I mean, c’mon. How else can you explain this, by Rubio:
“I do not believe the president should appoint someone. It’s been over 80 years since a lame duck president has appointed a Supreme Court Justice.”
A ‘lame duck’ is, of course, a politician who is near the end of his term of office. Now, you may think that President Obama, with eleven months of service still ahead of him, isn’t really a lame duck. But wait a moment. Here’s more Rubio:
“The responsibility of 9/11 falls on the fact that Al Qaeda was allowed to grow and prosper and the decision was not made to take out the leader when the chance existed to do so. [President Clinton] made a decision not to take out its leader, which I think ended up being there, the situation that happened with 9/11. And my argument is, if you’re going to ascribe blame, don’t blame George W. Bush, blame a decision that was made years earlier, not to take out bin Laden when the opportunity presented itself.”
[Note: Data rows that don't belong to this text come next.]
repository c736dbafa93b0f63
use crate::error::ValidationError;
use crate::location::MapLocation;
use crate::query::{Attributes, SEPARATOR};

/// Size of the marker.
#[derive(Debug, Clone, Copy, PartialEq, Eq)]
#[cfg_attr(feature = "serde", derive(::serde::Serialize, ::serde::Deserialize))]
#[cfg_attr(feature = "serde", serde(rename_all = "lowercase"))]
pub enum MarkerSize {
    Tiny,
    Small,
    /// Used by Google when size is not specified.
    Mid,
}

impl MarkerSize {
    fn api_slug(&self) -> &'static str {
        match self {
            Self::Tiny => "tiny",
            Self::Small => "small",
            Self::Mid => "mid",
        }
    }
}

/// A single marker to place on the map.
#[derive(Debug, Clone, Default, PartialEq)]
#[cfg_attr(feature = "serde", derive(::serde::Serialize, ::serde::Deserialize))]
#[cfg_attr(feature = "serde", serde(default))]
pub struct MapMarker {
    /// A 24-bit color (e.g. `0xFFFFCC`) or a predefined color from the set
    /// {black, brown, green, purple, yellow, blue, gray, orange, red, white}.
    pub color: Option<String>,

    /// Position of the marker, required.
    pub location: Option<MapLocation>,

    pub size: Option<MarkerSize>,

    /// A single uppercase alphanumeric character. Not displayed for tiny and small markers.
    pub label: Option<char>,

    /// URL of the custom icon. Only characters which can not appear in the query are escaped,
    /// because Google does not understand fully escaped icon URLs.
    pub icon: Option<String>,

    /// Whether Google should draw a shadow for a custom icon.
    pub shadow: Option<bool>,

    /// Anchor point of a custom icon, e.g. `center`, `topleft` or `8,32`.
    pub anchor: Option<String>,
}

impl MapMarker {
    /// Marker with default style placed at `location`.
    pub fn new(location: MapLocation) -> Self {
        Self {
            location: Some(location),
            ..Default::default()
        }
    }

    /// Render as the value of the `markers` parameter.
    pub fn render(&self) -> Result<String, ValidationError> {
        let location = self
            .location
            .as_ref()
            .ok_or(ValidationError::MarkerWithoutLocation)?
            .render()?;

        if let Some(label) = self.label {
            if !label.is_ascii_alphanumeric() {
                return Err(ValidationError::InvalidLabel(label));
            }
        }

        let mut attributes = Attributes::default();
        attributes.push("anchor", self.anchor.as_ref());
        attributes.push("color", self.color.as_ref());
        attributes.push_url("icon", self.icon.as_deref());
        attributes.push("label", self.label);
        attributes.push("shadow", self.shadow);
        attributes.push("size", self.size.map(|size| size.api_slug()));

        let mut tokens = attributes.into_tokens();
        tokens.push(location);
        Ok(tokens.join(SEPARATOR))
    }
}
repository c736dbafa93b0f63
//! Fetches a few maps from Google. Run with `RUST_LOG=info` to see what is going on.

use std::path::Path;

use staticmap::{
    GoogleStaticMap, ImageFormat, MapLocation, MapMarker, MapPath, MapPolygon, MapType, Protocol,
};

/// Washington, DC at zoom 11.
fn washington() -> GoogleStaticMap {
    GoogleStaticMap {
        zoom: Some(11),
        center: Some(MapLocation::address("Washington, DC")),
        ..Default::default()
    }
}

/// Blue markers at the White House and the Supreme Court. Without the center and zoom, Google
/// picks the closest zoom with both of them visible.
fn white_house_and_supreme_court() -> GoogleStaticMap {
    let blue_marker = |address: &str| MapMarker {
        color: Some("blue".to_owned()),
        ..MapMarker::new(MapLocation::address(address))
    };

    GoogleStaticMap {
        markers: vec![
            blue_marker("1600 Pennsylvania Ave., Washington, DC"),
            blue_marker("1 1st Street Northeast, Washington, DC"),
        ],
        ..Default::default()
    }
}

/// Satellite GIF with a semi-transparent green box drawn around four coordinates.
fn green_box() -> GoogleStaticMap {
    let polygon = MapPolygon {
        path: MapPath {
            color: Some("0x00FF00FF".to_owned()),
            points: vec![
                MapLocation::lat_lon(38.8, -77.5),
                MapLocation::lat_lon(38.8, -76.9),
                MapLocation::lat_lon(39.2, -76.9),
                MapLocation::lat_lon(39.2, -77.5),
                MapLocation::lat_lon(38.8, -77.5),
            ],
            ..Default::default()
        },
        fill_color: Some("0x00FF0060".to_owned()),
    };

    GoogleStaticMap {
        width: Some(640),
        height: Some(480),
        map_type: MapType::Satellite,
        format: Some(ImageFormat::Gif),
        paths: vec![polygon.into()],
        ..Default::default()
    }
}

#[tokio::main]
async fn main() -> Result<(), staticmap::Error> {
    env_logger::init();

    for (name, map) in [
        ("Washington, DC", washington()),
        ("White House and Supreme Court", white_house_and_supreme_court()),
    ] {
        let image = map.get_map(None).await?;
        log::info!("Got a map of {name}, {} bytes.", image.len());
        log::info!("Its URL is '{}'.", map.url(Protocol::Auto)?);
    }

    let output = Path::new("map.gif");
    green_box().get_map(Some(output)).await?;
    log::info!("Satellite map written to {}.", output.display());

    Ok(())
}
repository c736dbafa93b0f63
//! Types and functions for working with locations.

use crate::error::ValidationError;
use crate::query::escape;

/// Geographical position with latitude and longitude.
pub type Position = geo_types::Point;

/// Construct `Position` from latitude and longitude.
pub fn lat_lon(lat: f64, lon: f64) -> Position {
    Position::new(lon, lat)
}

/// Location on the map. Either latitude and longitude, or an address.
///
/// Address can be anything Google is able to geocode: a full street address, city name, zip
/// code, etc. It is ignored if both latitude and longitude are set and finite.
#[derive(Debug, Clone, Default, PartialEq)]
#[cfg_attr(feature = "serde", derive(::serde::Serialize, ::serde::Deserialize))]
#[cfg_attr(feature = "serde", serde(default))]
pub struct MapLocation {
    /// Decimal degrees, positive is north.
    pub latitude: Option<f64>,
    /// Decimal degrees, positive is east.
    pub longitude: Option<f64>,
    pub address: Option<String>,
}

impl MapLocation {
    pub fn lat_lon(latitude: f64, longitude: f64) -> Self {
        Self {
            latitude: Some(latitude),
            longitude: Some(longitude),
            address: None,
        }
    }

    pub fn address(address: impl Into<String>) -> Self {
        Self {
            address: Some(address.into()),
            ..Default::default()
        }
    }

    /// Render as a single token which is safe to put in the query.
    pub fn render(&self) -> Result<String, ValidationError> {
        match (self.latitude, self.longitude, &self.address) {
            (Some(latitude), Some(longitude), _)
                if latitude.is_finite() && longitude.is_finite() =>
            {
                Ok(format!(
                    "{},{}",
                    escape(&latitude.to_string()),
                    escape(&longitude.to_string())
                ))
            }
            (_, _, Some(address)) => Ok(escape(address)),
            _ => Err(ValidationError::IncompleteLocation),
        }
    }
}

impl From<Position> for MapLocation {
    fn from(position: Position) -> Self {
        Self::lat_lon(position.y(), position.x())
    }
}

#[cfg(test)]
mod tests {
    use super::*;

    #[test]
    fn location_without_anything_is_invalid() {
        assert_eq!(
            Err(ValidationError::IncompleteLocation),
            MapLocation::default().render()
        );
    }

    #[test]
    fn location_with_only_latitude_is_invalid() {
        let location = MapLocation {
            latitude: Some(39.),
            ..Default::default()
        };
        assert_eq!(Err(ValidationError::IncompleteLocation), location.render());
    }

    #[test]
    fn location_with_address() {
        let location = MapLocation::address("Washington, DC");
        assert_eq!("Washington%2C+DC", location.render().unwrap());
    }

    #[test]
    fn location_with_latitude_and_longitude() {
        assert_eq!("39,-77", MapLocation::lat_lon(39., -77.).render().unwrap());
        assert_eq!(
            "38.8,-77.5",
            MapLocation::lat_lon(38.8, -77.5).render().unwrap()
        );
    }

    #[test]
    fn coordinates_take_precedence_over_address() {
        let location = MapLocation {
            latitude: Some(51.1),
            longitude: Some(17.03),
            address: Some("Wrocław".to_owned()),
        };
        assert_eq!("51.1,17.03", location.render().unwrap());
    }

    #[test]
    fn non_finite_coordinates_are_not_usable() {
        assert_eq!(
            Err(ValidationError::IncompleteLocation),
            MapLocation::lat_lon(f64::NAN, 1.).render()
        );
        assert_eq!(
            Err(ValidationError::IncompleteLocation),
            MapLocation::lat_lon(1., f64::INFINITY).render()
        );

        let location = MapLocation {
            address: Some("Wrocław".to_owned()),
            ..MapLocation::lat_lon(f64::NAN, 17.03)
        };
        assert_eq!("Wroc%C5%82aw", location.render().unwrap());
    }

    #[test]
    fn location_from_position() {
        let location = MapLocation::from(lat_lon(51.1044, 17.0751));
        assert_eq!(Some(51.1044), location.latitude);
        assert_eq!(Some(17.0751), location.longitude);
        assert_eq!("51.1044,17.0751", location.render().unwrap());
    }
}
use crate::core::artifact::ModelArtifact;
use crate::core::forest::ForestParams;
use crate::domain::model::{Dataset, FeatureVector};
use crate::utils::error::Result;
use async_trait::async_trait;

pub trait Storage: Send + Sync {
    fn read_file(&self, path: &str) -> impl std::future::Future<Output = Result<Vec<u8>>> + Send;
    fn write_file(
        &self,
        path: &str,
        data: &[u8],
    ) -> impl std::future::Future<Output = Result<()>> + Send;
}

pub trait TrainingSettings: Send + Sync {
    fn dataset_path(&self) -> &str;
    fn artifact_path(&self) -> &str;
    fn forest_params(&self) -> ForestParams;
}

/// Binary classifier over encoded passengers.
pub trait Classifier: Send + Sync {
    fn fit(&mut self, x: &[FeatureVector], y: &[bool]) -> Result<()>;

    /// Probability of the positive class.
    fn predict_proba(&self, x: &FeatureVector) -> Result<f64>;

    fn predict(&self, x: &FeatureVector) -> Result<bool> {
        Ok(self.predict_proba(x)? >= 0.5)
    }

    fn name(&self) -> &str {
        "classifier"
    }
}

#[async_trait]
pub trait Pipeline: Send + Sync {
    async fn extract(&self) -> Result<Dataset>;
    async fn transform(&self, data: Dataset) -> Result<ModelArtifact>;
    async fn load(&self, artifact: ModelArtifact) -> Result<String>;
}
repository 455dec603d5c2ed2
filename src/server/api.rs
//! Route table for the prediction service.

use std::sync::Arc;

use axum::{
    http::StatusCode,
    response::IntoResponse,
    routing::{get, post},
    Json, Router,
};
use serde_json::json;
use tower_http::trace::TraceLayer;

use super::{handlers, state::AppState};

async fn handle_404() -> impl IntoResponse {
    (
        StatusCode::NOT_FOUND,
        Json(json!({
            "error": true,
            "kind": "not_found",
            "message": "Not found. Use POST /predict or GET /health.",
        })),
    )
}

async fn handle_405() -> impl IntoResponse {
    (
        StatusCode::METHOD_NOT_ALLOWED,
        Json(json!({
            "error": true,
            "kind": "method_not_allowed",
            "message": "Method not allowed. /predict accepts POST, /health accepts GET.",
        })),
    )
}

pub fn create_router(state: Arc<AppState>) -> Router {
    Router::new()
        .route("/predict", post(handlers::predict))
        .route("/health", get(handlers::health_check))
        .fallback(handle_404)
        .method_not_allowed_fallback(handle_405)
        .with_state(state)
        .layer(TraceLayer::new_for_http())
}
use chrono::{DateTime, Utc};
use serde::{Deserialize, Serialize};

use crate::core::forest::RandomForest;
use crate::core::preprocess::FillValues;
use crate::domain::model::FEATURE_NAMES;
use crate::utils::error::{PredictorError, Result};

pub const ARTIFACT_FORMAT_VERSION: u32 = 1;

#[derive(Debug, Clone, PartialEq, Serialize, Deserialize)]
pub struct TrainingSummary {
    pub rows: usize,
    pub positives: usize,
    pub training_accuracy: f64,
    pub oob_accuracy: Option<f64>,
    pub dropped_columns: Vec<String>,
    pub feature_importances: Vec<f64>,
}

/// Everything the service needs to reproduce training-time preprocessing
/// and inference.
#[derive(Debug, Clone, PartialEq, Serialize, Deserialize)]
pub struct ModelArtifact {
    pub format_version: u32,
    pub feature_names: Vec<String>,
    pub fill_values: FillValues,
    pub forest: RandomForest,
    pub trained_at: DateTime<Utc>,
    pub training_summary: TrainingSummary,
}

impl ModelArtifact {
    pub fn new(fill_values: FillValues, forest: RandomForest, training_summary: TrainingSummary) -> Self {
        Self {
            format_version: ARTIFACT_FORMAT_VERSION,
            feature_names: FEATURE_NAMES.iter().map(|s| s.to_string()).collect(),
            fill_values,
            forest,
            trained_at: Utc::now(),
            training_summary,
        }
    }

    pub fn to_json_vec(&self) -> Result<Vec<u8>> {
        Ok(serde_json::to_vec_pretty(self)?)
    }

    /// Decode and check an artifact. `source` only labels errors.
    pub fn from_json_slice(source: &str, bytes: &[u8]) -> Result<Self> {
        let artifact: Self = serde_json::from_slice(bytes)
            .map_err(|e| PredictorError::model_unavailable(source, format!("corrupt artifact: {}", e)))?;
        artifact.check(source)?;
        Ok(artifact)
    }

    fn check(&self, source: &str) -> Result<()> {
        if self.format_version != ARTIFACT_FORMAT_VERSION {
            return Err(PredictorError::model_unavailable(
                source,
                format!(
                    "unsupported artifact format version {} (expected {})",
                    self.format_version, ARTIFACT_FORMAT_VERSION
                ),
            ));
        }

        if self.feature_names.iter().map(String::as_str).ne(FEATURE_NAMES) {
            return Err(PredictorError::model_unavailable(
                source,
                format!(
                    "feature order {:?} does not match {:?}",
                    self.feature_names, FEATURE_NAMES
                ),
            ));
        }

        if !self.forest.is_fitted() {
            return Err(PredictorError::model_unavailable(source, "forest has no fitted trees"));
        }

        let fill = &self.fill_values;
        if !fill.age_median.is_finite() || !fill.fare_median.is_finite() {
            return Err(PredictorError::model_unavailable(source, "fill values are not finite"));
        }

        Ok(())
    }
}
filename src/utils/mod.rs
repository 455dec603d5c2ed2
pub mod error;
pub mod logger;
pub mod monitor;
pub mod validation;
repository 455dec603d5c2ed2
pub mod adapters;
pub mod config;
pub mod core;
pub mod domain;
pub mod server;
pub mod utils;

#[cfg(feature = "cli")]
pub use config::cli::{Cli, Command};
pub use config::{TomlConfig, TrainingConfig};

pub use adapters::LocalStorage;
pub use core::{
    engine::{TrainingEngine, TrainingReport},
    predictor::Predictor,
    trainer::TrainingPipeline,
};
pub use domain::request::PassengerRequest;
pub use server::{create_router, run_server, AppState, ServerConfig};
pub use utils::error::{PredictorError, Result};
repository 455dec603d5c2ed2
use crate::core::predictor::Predictor;

/// Shared, read-only handler state.
#[derive(Debug)]
pub struct AppState {
    pub predictor: Predictor,
    pub started_at: chrono::DateTime<chrono::Utc>,
}

impl AppState {
    pub fn new(predictor: Predictor) -> Self {
        Self {
            predictor,
            started_at: chrono::Utc::now(),
        }
    }
}
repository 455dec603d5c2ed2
//! HTTP prediction service.
//!
//! The artifact is loaded once before the listener is bound; a service
//! without a model never starts.

mod api;
mod error;
mod handlers;
mod state;

pub use api::create_router;
pub use state::AppState;

use std::sync::Arc;

use tracing::{info, warn};

use crate::adapters::storage::LocalStorage;
use crate::core::predictor::Predictor;
use crate::utils::error::{PredictorError, Result};
use crate::utils::validation::{validate_path, validate_port, Validate};

pub const DEFAULT_ARTIFACT_PATH: &str = "models/titanic_model.json";
pub const DEFAULT_HOST: &str = "0.0.0.0";
pub const DEFAULT_PORT: u16 = 8000;

#[derive(Debug, Clone, PartialEq)]
pub struct ServerConfig {
    pub host: String,
    pub port: u16,
    pub artifact_path: String,
}

impl Validate for ServerConfig {
    fn validate(&self) -> Result<()> {
        if self.host.trim().is_empty() {
            return Err(PredictorError::Config {
                field: "host".to_string(),
                message: "Host cannot be empty".to_string(),
            });
        }
        validate_port("port", self.port)?;
        validate_path("artifact", &self.artifact_path)
    }
}

/// Load the artifact, then serve until Ctrl-C.
pub async fn run_server(config: ServerConfig) -> Result<()> {
    let started_at = chrono::Utc::now();

    let predictor = Predictor::load(&LocalStorage::default(), &config.artifact_path).await?;
    let source = predictor.source().to_string();
    let state = Arc::new(AppState::new(predictor));
    let app = create_router(state);

    let listener = tokio::net::TcpListener::bind((config.host.as_str(), config.port)).await?;
    let addr = listener.local_addr()?;
    info!(
        address = %addr,
        artifact = %source,
        pid = std::process::id(),
        "🚀 Prediction service listening"
    );
    info!(url = %format!("http://{}/predict", addr), "Prediction endpoint available");

    let shutdown_signal = async move {
        if let Err(e) = tokio::signal::ctrl_c().await {
            warn!("Failed to listen for Ctrl-C: {}", e);
            std::future::pending::<()>().await;
        }
        let uptime = chrono::Utc::now().signed_duration_since(started_at);
        info!(
            uptime_secs = uptime.num_seconds(),
            "Shutdown signal received, stopping server gracefully"
        );
    };

    axum::serve(listener, app)
        .with_graceful_shutdown(shutdown_signal)
        .await?;

    info!("Server shut down cleanly");
    Ok(())
}

#[cfg(test)]
mod tests {
    use super::*;

    #[tokio::test]
    async fn test_run_server_refuses_missing_artifact() {
        let temp_dir = tempfile::TempDir::new().unwrap();
        let config = ServerConfig {
            host: "127.0.0.1".to_string(),
            port: 0,
            artifact_path: temp_dir
                .path()
                .join("absent.json")
                .to_string_lossy()
                .into_owned(),
        };

        let err = run_server(config).await.unwrap_err();
        assert!(matches!(err, PredictorError::ModelUnavailable { .. }));
        assert_eq!(err.exit_code(), 3);
    }

    #[test]
    fn test_config_validation() {
        let mut config = ServerConfig {
            host: DEFAULT_HOST.to_string(),
            port: DEFAULT_PORT,
            artifact_path: DEFAULT_ARTIFACT_PATH.to_string(),
        };
        assert!(config.validate().is_ok());

        config.port = 0;
        assert!(matches!(config.validate(), Err(PredictorError::Config { ref field, .. }) if field == "port"));

        config.port = DEFAULT_PORT;
        config.artifact_path = " ".to_string();
        assert!(matches!(config.validate(), Err(PredictorError::Config { ref field, .. }) if field == "artifact"));
    }
}
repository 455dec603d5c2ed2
use crate::config::toml_config::{TomlConfig, DEFAULT_DATASET_PATH};
use crate::config::TrainingConfig;
use crate::server::{ServerConfig, DEFAULT_ARTIFACT_PATH, DEFAULT_HOST, DEFAULT_PORT};
use crate::utils::error::Result;
use crate::utils::validation::Validate;
use clap::{Args, Parser, Subcommand};
use std::path::PathBuf;

#[derive(Debug, Clone, Parser)]
#[command(name = "titanic-predictor")]
#[command(version, about = "Train and serve a Titanic survival random forest")]
pub struct Cli {
    #[command(subcommand)]
    pub command: Command,
}

#[derive(Debug, Clone, Subcommand)]
pub enum Command {
    /// Fit the forest on a labeled CSV and write the model artifact
    Train(TrainArgs),
    /// Serve predictions over HTTP from a trained artifact
    Serve(ServeArgs),
}

#[derive(Debug, Clone, Args)]
pub struct TrainArgs {
    #[arg(long, help = "Labeled training CSV [default: data/train.csv]")]
    pub dataset: Option<String>,

    #[arg(long, env = "MODEL_PATH", help = "Artifact output path [default: models/titanic_model.json]")]
    pub artifact: Option<String>,

    #[arg(long, help = "Number of trees [default: 100]")]
    pub n_estimators: Option<usize>,

    #[arg(long, help = "Random seed [default: 42]")]
    pub seed: Option<u64>,

    #[arg(long, help = "Maximum tree depth (unbounded when omitted)")]
    pub max_depth: Option<usize>,

    #[arg(long, help = "TOML configuration file")]
    pub config: Option<PathBuf>,

    #[arg(long, help = "Log CPU and memory usage per stage")]
    pub monitor: bool,

    #[arg(short, long, help = "Enable verbose output")]
    pub verbose: bool,
}

impl TrainArgs {
    /// Flags override the config file; the config file overrides defaults.
    pub fn resolve(&self) -> Result<TrainingConfig> {
        let file = match &self.config {
            Some(path) => TomlConfig::from_file(path)?,
            None => TomlConfig::default(),
        };

        let mut forest = file.forest_params();
        if let Some(n) = self.n_estimators {
            forest.n_estimators = n;
        }
        if let Some(seed) = self.seed {
            forest.random_seed = seed;
        }
        if self.max_depth.is_some() {
            forest.max_depth = self.max_depth;
        }

        Ok(TrainingConfig {
            dataset_path: self
                .dataset
                .clone()
                .or(file.training.dataset_path)
                .unwrap_or_else(|| DEFAULT_DATASET_PATH.to_string()),
            artifact_path: self
                .artifact
                .clone()
                .or(file.training.artifact_path)
                .unwrap_or_else(|| DEFAULT_ARTIFACT_PATH.to_string()),
            forest,
            monitor: self.monitor || file.training.monitor.unwrap_or(false),
        })
    }
}

#[derive(Debug, Clone, Args)]
pub struct ServeArgs {
    #[arg(long, env = "MODEL_PATH", help = "Trained artifact [default: models/titanic_model.json]")]
    pub artifact: Option<String>,

    #[arg(long, help = "Bind address [default: 0.0.0.0]")]
    pub host: Option<String>,

    #[arg(long, env = "PORT", help = "Listen port [default: 8000]")]
    pub port: Option<u16>,

    #[arg(long, help = "TOML configuration file")]
    pub config: Option<PathBuf>,

    #[arg(long, help = "Emit logs as JSON lines")]
    pub log_json: bool,

    #[arg(short, long, help = "Enable verbose output")]
    pub verbose: bool,
}

impl ServeArgs {
    pub fn resolve(&self) -> Result<(ServerConfig, bool)> {
        let file = match &self.config {
            Some(path) => TomlConfig::from_file(path)?,
            None => TomlConfig::default(),
        };

        let config = ServerConfig {
            host: self
                .host
                .clone()
                .or(file.server.host)
                .unwrap_or_else(|| DEFAULT_HOST.to_string()),
            port: self.port.or(file.server.port).unwrap_or(DEFAULT_PORT),
            artifact_path: self
                .artifact
                .clone()
                .or(file.server.artifact_path)
                .unwrap_or_else(|| DEFAULT_ARTIFACT_PATH.to_string()),
        };
        config.validate()?;
        let log_json = self.log_json || file.server.log_json.unwrap_or(false);

        Ok((config, log_json))
    }
}
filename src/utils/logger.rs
use tracing_subscriber::{layer::SubscriberExt, util::SubscriberInitExt, EnvFilter};

fn default_filter(verbose: bool) -> EnvFilter {
    let fallback = if verbose {
        "titanic_predictor=debug,tower_http=debug,info"
    } else {
        "titanic_predictor=info,tower_http=info"
    };
    EnvFilter::try_from_default_env().unwrap_or_else(|_| EnvFilter::new(fallback))
}

pub fn init_cli_logger(verbose: bool) {
    tracing_subscriber::registry()
        .with(default_filter(verbose))
        .with(
            tracing_subscriber::fmt::layer()
                .with_target(false)
                .with_thread_ids(false)
                .with_file(false)
                .with_line_number(false)
                .compact(),
        )
        .init();
}

/// JSON 格式，方便集中式日誌收集
pub fn init_json_logger(verbose: bool) {
    tracing_subscriber::registry()
        .with(default_filter(verbose))
        .with(
            tracing_subscriber::fmt::layer()
                .with_target(true)
                .with_thread_ids(false)
                .with_file(false)
                .with_line_number(false)
                .json(),
        )
        .init();
}
#![allow(dead_code)]

use std::path::Path;

use titanic_predictor::core::forest::ForestParams;
use titanic_predictor::{
    LocalStorage, Predictor, TrainingConfig, TrainingEngine, TrainingPipeline, TrainingReport,
};

pub const FIXTURE: &str = concat!(env!("CARGO_MANIFEST_DIR"), "/tests/fixtures/titanic_sample.csv");

pub fn training_config(dataset: &str, seed: u64) -> TrainingConfig {
    TrainingConfig {
        dataset_path: dataset.to_string(),
        artifact_path: "models/titanic_model.json".to_string(),
        forest: ForestParams {
            random_seed: seed,
            ..ForestParams::default()
        },
        monitor: false,
    }
}

/// Train on the fixture inside `dir`, returning the run report.
pub async fn train_fixture(dir: &Path, seed: u64) -> TrainingReport {
    let pipeline = TrainingPipeline::new(LocalStorage::new(dir), training_config(FIXTURE, seed));
    TrainingEngine::new(pipeline).run().await.unwrap()
}

pub async fn trained_predictor(dir: &Path) -> Predictor {
    let report = train_fixture(dir, 42).await;
    Predictor::load(&LocalStorage::new(dir), &report.artifact_path)
        .await
        .unwrap()
}
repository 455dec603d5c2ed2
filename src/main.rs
use clap::Parser;
use titanic_predictor::utils::{logger, validation::Validate};
use titanic_predictor::{
    run_server, Cli, Command, LocalStorage, PredictorError, TrainingEngine, TrainingPipeline,
};

#[tokio::main]
async fn main() {
    let cli = Cli::parse();

    let result = match cli.command {
        Command::Train(args) => {
            logger::init_cli_logger(args.verbose);
            train(args).await
        }
        Command::Serve(args) => match args.resolve() {
            Ok((config, log_json)) => {
                if log_json {
                    logger::init_json_logger(args.verbose);
                } else {
                    logger::init_cli_logger(args.verbose);
                }
                tracing::info!("Starting titanic-predictor service");
                tracing::debug!("Server config: {:?}", config);
                run_server(config).await
            }
            Err(e) => {
                logger::init_cli_logger(args.verbose);
                Err(e)
            }
        },
    };

    if let Err(e) = result {
        // 記錄詳細錯誤信息
        tracing::error!(
            "❌ {} (Category: {:?}, Severity: {:?})",
            e,
            e.category(),
            e.severity()
        );
        tracing::error!("💡 Recovery suggestion: {}", e.recovery_suggestion());

        eprintln!("❌ {}", e.user_friendly_message());
        eprintln!("💡 建議: {}", e.recovery_suggestion());

        // 根據錯誤嚴重程度決定退出碼
        let exit_code = e.exit_code();
        if exit_code > 0 {
            std::process::exit(exit_code);
        }
    }
}

async fn train(args: titanic_predictor::config::cli::TrainArgs) -> Result<(), PredictorError> {
    let config = args.resolve()?;
    tracing::debug!("Training config: {:?}", config);

    // 驗證配置
    if let Err(e) = config.validate() {
        tracing::error!("❌ Configuration validation failed: {}", e);
        return Err(e);
    }

    if config.monitor {
        tracing::info!("🔍 System monitoring enabled");
    }

    let monitor_enabled = config.monitor;
    let pipeline = TrainingPipeline::new(LocalStorage::default(), config);
    let engine = TrainingEngine::new_with_monitoring(pipeline, monitor_enabled);

    let report = engine.run().await?;
    tracing::info!("✅ Training completed successfully!");
    println!("✅ Training completed successfully!");
    println!("📁 Artifact saved to: {}", report.artifact_path);
    println!(
        "📊 rows={} survived={} training_accuracy={:.3} oob_accuracy={}",
        report.rows,
        report.positives,
        report.training_accuracy,
        report
            .oob_accuracy
            .map(|a| format!("{:.3}", a))
            .unwrap_or_else(|| "n/a".to_string())
    );
    Ok(())
}
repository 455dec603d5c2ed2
// Domain layer: passenger model, request schema and ports.
// Concrete implementations live under `adapters` and `core`.

pub mod model;
pub mod ports;
pub mod request;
Now, it may appear that Rubio is talking out of his ass. You may be asking yourself ‘How is it possible that Bill Clinton’s responsibility as President of These United States extends eight months into George W. Bush’s term, but President Obama’s responsibility as president ends eleven months before his term expires?’
I’ll tell you how it’s possible. Albert fuckin’ Einstein.
A hundred years ago, this Einstein fellow predicted gravitational waves would result in a distortion of the space-time continuum. As the waves move through the universe, space and time would contract and expand. Clearly, the collision of two massive black holes in space a billion years ago caused Clinton’s term in office to expand, which resulted in the contraction of Obama’s term.
It’s science, you guys.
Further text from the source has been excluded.